KSTAR in Parallel

The base implementation of KSTAR operates with only a single processor. However, this can often be time consuming, particularly for datasets with many sites and/or many samples. It is possible to run KSTAR as a parallel process, either within your python environment or using a software package called nextflow. See the following sections for more details.

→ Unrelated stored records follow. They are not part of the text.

pub mod string;

use crate::error::{EvalError, Result};
use filter_model::Value;
use std::collections::HashMap;

/// Type alias for function implementations
pub type FunctionImpl = fn(&[Value]) -> Result<Value>;

/// Functions callable from FUNCTION predicates.
pub struct FunctionRegistry {
    functions: HashMap<String, FunctionImpl>,
}

impl FunctionRegistry {
    /// Create a new function registry with all built-in functions
    pub fn new() -> Self {
        let mut registry = Self {
            functions: HashMap::new(),
        };

        registry.register("lower", string::eval_lower);
        registry.register("upper", string::eval_upper);
        registry.register("concat", string::eval_concat);
        registry.register("length", string::eval_length);

        registry
    }

    pub fn register(&mut self, name: &str, func: FunctionImpl) {
        self.functions.insert(name.to_lowercase(), func);
    }

    pub fn call(&self, name: &str, args: &[Value]) -> Result<Value> {
        let func = self
            .functions
            .get(&name.to_lowercase())
            .ok_or_else(|| EvalError::UnknownFunction(name.to_string()))?;

        func(args)
    }

    pub fn has_function(&self, name: &str) -> bool {
        self.functions.contains_key(&name.to_lowercase())
    }

    pub fn function_names(&self) -> Vec<&str> {
        self.functions.keys().map(|s| s.as_str()).collect()
    }
}

impl Default for FunctionRegistry {
    fn default() -> Self {
        Self::new()
    }
}

#[cfg(test)]
mod tests {
    use super::*;

    #[test]
    fn test_registry_has_builtin_functions() {
        let registry = FunctionRegistry::new();
        for name in ["lower", "upper", "concat", "length"] {
            assert!(registry.has_function(name));
        }
        assert_eq!(registry.function_names().len(), 4);
    }

    #[test]
    fn test_registry_case_insensitive() {
        let registry = FunctionRegistry::new();
        assert!(registry.has_function("Lower"));
        assert!(registry.has_function("UPPER"));
    }

    #[test]
    fn test_unknown_function() {
        let registry = FunctionRegistry::new();
        let result = registry.call("soundex", &[]);
        assert!(matches!(result, Err(EvalError::UnknownFunction(_))));
    }

    #[test]
    fn test_custom_function_registration() {
        fn first(args: &[Value]) -> Result<Value> {
            Ok(args.first().cloned().unwrap_or(Value::Null))
        }

        let mut registry = FunctionRegistry::new();
        registry.register("first", first);
        let result = registry.call("FIRST", &[Value::Int(7)]).unwrap();
        assert_eq!(result, Value::Int(7));
    }
}
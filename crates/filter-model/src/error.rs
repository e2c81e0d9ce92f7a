use thiserror::Error;

#[derive(Debug, Clone, PartialEq, Error)]
pub enum ModelError {
    #[error("Unknown operator: {0}")]
    UnknownOperator(String),

    #[error("Unknown distance unit: {0}")]
    UnknownUnit(String),

    #[error("Invalid date range: end {end} precedes start {start}")]
    InvalidDateRange { start: String, end: String },

    #[error("Invalid WKT geometry '{wkt}': {reason}")]
    InvalidWkt { wkt: String, reason: String },
}
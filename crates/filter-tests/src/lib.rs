#![allow(dead_code)]

pub mod integration;
pub mod utils;
//! Matching of canonical LIKE patterns (`*`, `?`, `\`).

use filter_engine::pattern::{ESCAPE, SINGLE_CHAR, WILDCARD};

#[derive(Debug, Clone, Copy, PartialEq)]
enum Token {
    Any,
    One,
    Char(char),
}

fn tokenize(pattern: &str) -> Vec<Token> {
    let mut tokens = Vec::with_capacity(pattern.len());
    let mut chars = pattern.chars();
    while let Some(c) = chars.next() {
        tokens.push(match c {
            ESCAPE => Token::Char(chars.next().unwrap_or(ESCAPE)),
            WILDCARD => Token::Any,
            SINGLE_CHAR => Token::One,
            other => Token::Char(other),
        });
    }
    tokens
}

pub fn matches(pattern: &str, text: &str, match_case: bool) -> bool {
    let (pattern, text) = if match_case {
        (pattern.to_string(), text.to_string())
    } else {
        (pattern.to_lowercase(), text.to_lowercase())
    };
    let tokens = tokenize(&pattern);
    let text: Vec<char> = text.chars().collect();

    // Greedy match with backtracking to the most recent wildcard.
    let (mut t, mut p) = (0, 0);
    let mut star: Option<(usize, usize)> = None;
    while t < text.len() {
        match tokens.get(p) {
            Some(Token::Char(c)) if *c == text[t] => {
                t += 1;
                p += 1;
            }
            Some(Token::One) => {
                t += 1;
                p += 1;
            }
            Some(Token::Any) => {
                star = Some((p, t));
                p += 1;
            }
            _ => match star {
                Some((star_p, star_t)) => {
                    p = star_p + 1;
                    t = star_t + 1;
                    star = Some((star_p, star_t + 1));
                }
                None => return false,
            },
        }
    }
    tokens[p..].iter().all(|token| *token == Token::Any)
}
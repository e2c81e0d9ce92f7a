use crate::error::{EvalError, Result};
use filter_model::Value;

fn single_string<'a>(function: &str, args: &'a [Value]) -> Result<&'a str> {
    match args {
        [Value::String(s)] => Ok(s),
        [other] => Err(EvalError::InvalidFunctionArgs {
            function: function.to_string(),
            message: format!("Expected string, got {}", other.type_name()),
        }),
        _ => Err(EvalError::InvalidFunctionArgs {
            function: function.to_string(),
            message: format!("Expected 1 argument, got {}", args.len()),
        }),
    }
}

/// Convert string to lowercase
pub fn eval_lower(args: &[Value]) -> Result<Value> {
    single_string("lower", args).map(|s| Value::String(s.to_lowercase()))
}

/// Convert string to uppercase
pub fn eval_upper(args: &[Value]) -> Result<Value> {
    single_string("upper", args).map(|s| Value::String(s.to_uppercase()))
}

/// Number of characters in a string
pub fn eval_length(args: &[Value]) -> Result<Value> {
    single_string("length", args).map(|s| Value::Long(s.chars().count() as i64))
}

/// Concatenate multiple values into a string
pub fn eval_concat(args: &[Value]) -> Result<Value> {
    let concatenated = args
        .iter()
        .map(|arg| match arg {
            Value::String(s) => s.clone(),
            Value::Short(i) => i.to_string(),
            Value::Int(i) => i.to_string(),
            Value::Long(i) => i.to_string(),
            Value::Float(f) => f.to_string(),
            Value::Double(f) => f.to_string(),
            Value::Boolean(b) => b.to_string(),
            Value::Date(d) => d.to_rfc3339(),
            Value::DateRange(r) => r.to_string(),
            Value::Bytes(b) => String::from_utf8_lossy(b).to_string(),
            Value::Object(v) => v.to_string(),
            Value::Null => "NULL".to_string(),
        })
        .collect::<Vec<_>>()
        .join("");
    Ok(Value::String(concatenated))
}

Option 1: Running KSTAR using Multiprocessing

Within python, several KSTAR functions can be run in parallel using the multiprocessing module. For these functions, switching to multiprocessing simply requires changing the ‘PROCESSES’ parameter from 1 (default) to the number of processes you would like to run in parallel.

# Activity Calculation
kinact_dict = calculate.run_kstar_analysis(experiment, activity_log, networks, PROCESSES = 4)

# Normalization
calculate.normalize_analysis(kinact_dict, activity_log, num_random_experiments, target_alpha, PROCESSES = 4)

# Mann Whitney Calculation
calculate.Mann_Whitney_analysis(kinact_dict, activity_log, number_sig_trials = 100, PROCESSES = 4)

While this strategy helps to improve the speed of analysis, it can be very memory intensive for large datasets. For large tyrosine datasets and most serine/threonine datasets, we recommend running KSTAR using nextflow, described in the following section.

Option 2: Running Large Datasets with Nextflow

While our standard implementation of KSTAR can be run on most phosphotyrosine datasets and some small phosphoserine/threonine datasets, the memory and time costs are often too high for many large datasets. For these cases, we have implemented a highly parallel version of KSTAR implemented with the nextflow software package. The remainder of this section will detail how to install and run KSTAR with nextflow.

Requirements

The nextflow pipeline takes advantage of either Docker or Singularity containers. These are compatible with POSIX operating systems (Linux, OS X, etc.). However, nextflow can also be run on a Windows machine with the use of WSL2. Windows has provided instructions for installing and running WSL2 here: WSL Documentation. For other details about nextflow, please see their documentation here: Nextflow Documentation

This implementation is best suited for high performance computing environments, with a minimum of 8 cpu cores and 16GB of available memory suggested.

Installation

Before implementing KSTAR with nextflow, Docker will need to be installed. The nextflow implementation utilizes a docker container of the KSTAR algorithm. For details on how to install Docker, visit Install Docker.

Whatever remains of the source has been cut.